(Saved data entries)
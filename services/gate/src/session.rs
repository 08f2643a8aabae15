//! 一次性会话握手：把确认页与最终资源获取绑定为单次交接。

use subtle::ConstantTimeEq;
use tracing::{debug, warn};
use uuid::Uuid;

use crate::store::{Expiring, ExpiringStore};

/// 会话默认有效期（秒）。
pub(crate) const DEFAULT_SESSION_TTL_SEC: u64 = 120;

/// 会话记录。
#[derive(Debug, Clone)]
pub(crate) struct SessionRecord {
    pub(crate) app_id: String,
    pub(crate) device_id: String,
    pub(crate) token: String,
    pub(crate) resource_url: String,
    pub(crate) created_at: u64,
    pub(crate) expires_at: u64,
    pub(crate) used: bool,
}

impl Expiring for SessionRecord {
    fn purge_eligible(&self, now: u64) -> bool {
        now > self.expires_at
    }
}

/// 新开会话。
#[derive(Debug, Clone, PartialEq, Eq)]
pub(crate) struct SessionTicket {
    pub(crate) session_id: String,
    pub(crate) token: String,
    pub(crate) expires_at: u64,
}

/// 会话消费失败原因。
#[derive(Debug, Clone, Copy, PartialEq, Eq)]
pub(crate) enum SessionError {
    Unknown,
    Expired,
    AlreadyUsed,
    DeviceMismatch,
    TokenMismatch,
}

impl SessionError {
    pub(crate) fn code(self) -> &'static str {
        match self {
            Self::Unknown => "SESSION_UNKNOWN",
            Self::Expired => "SESSION_EXPIRED",
            Self::AlreadyUsed => "SESSION_USED",
            Self::DeviceMismatch => "SESSION_DEVICE_MISMATCH",
            Self::TokenMismatch => "SESSION_TOKEN_MISMATCH",
        }
    }

    pub(crate) fn reason(self) -> &'static str {
        match self {
            Self::Unknown => "session not found",
            Self::Expired => "session expired",
            Self::AlreadyUsed => "session already used",
            Self::DeviceMismatch => "session bound to another device",
            Self::TokenMismatch => "session token mismatch",
        }
    }
}

/// 会话握手存储。
#[derive(Clone)]
pub(crate) struct SessionHandshake {
    sessions: ExpiringStore<String, SessionRecord>,
    ttl_sec: u64,
}

impl SessionHandshake {
    pub(crate) fn new(ttl_sec: u64) -> Self {
        Self {
            sessions: ExpiringStore::new("sessions"),
            ttl_sec,
        }
    }

    pub(crate) fn store(&self) -> &ExpiringStore<String, SessionRecord> {
        &self.sessions
    }

    /// 打开会话。
    pub(crate) async fn open_at(
        &self,
        app_id: &str,
        device_id: &str,
        resource_url: &str,
        now: u64,
    ) -> SessionTicket {
        let session_id = format!("ses_{}", Uuid::new_v4().simple());
        let token = format!("{}{}", Uuid::new_v4().simple(), Uuid::new_v4().simple());
        let expires_at = now.saturating_add(self.ttl_sec);
        self.sessions
            .insert(
                session_id.clone(),
                SessionRecord {
                    app_id: app_id.to_string(),
                    device_id: device_id.to_string(),
                    token: token.clone(),
                    resource_url: resource_url.to_string(),
                    created_at: now,
                    expires_at,
                    used: false,
                },
            )
            .await;
        debug!("session opened for app {app_id}");
        SessionTicket {
            session_id,
            token,
            expires_at,
        }
    }

    /// 消费会话。检查顺序：存在 → 过期 → 已用 → 设备 → token。
    pub(crate) async fn consume_at(
        &self,
        session_id: &str,
        token: &str,
        device_id: &str,
        now: u64,
    ) -> Result<String, SessionError> {
        let session_id = session_id.trim();
        self.sessions
            .update(|sessions| {
                let record = sessions.get_mut(session_id).ok_or(SessionError::Unknown)?;
                if record.purge_eligible(now) {
                    return Err(SessionError::Expired);
                }
                if record.used {
                    warn!("session replay rejected for app {}", record.app_id);
                    return Err(SessionError::AlreadyUsed);
                }
                if record.device_id != device_id {
                    return Err(SessionError::DeviceMismatch);
                }
                if !bool::from(record.token.as_bytes().ct_eq(token.trim().as_bytes())) {
                    return Err(SessionError::TokenMismatch);
                }
                record.used = true;
                debug!(
                    "session consumed for app {} after {}s",
                    record.app_id,
                    now.saturating_sub(record.created_at)
                );
                Ok(record.resource_url.clone())
            })
            .await
    }
}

* _Task to complete_: Copy all the lines from the data above that hold the word "format".

* _Reply_:
        let session_id = format!("ses_{}", Uuid::new_v4().simple());
        let token = format!("{}{}", Uuid::new_v4().simple(), Uuid::new_v4().simple());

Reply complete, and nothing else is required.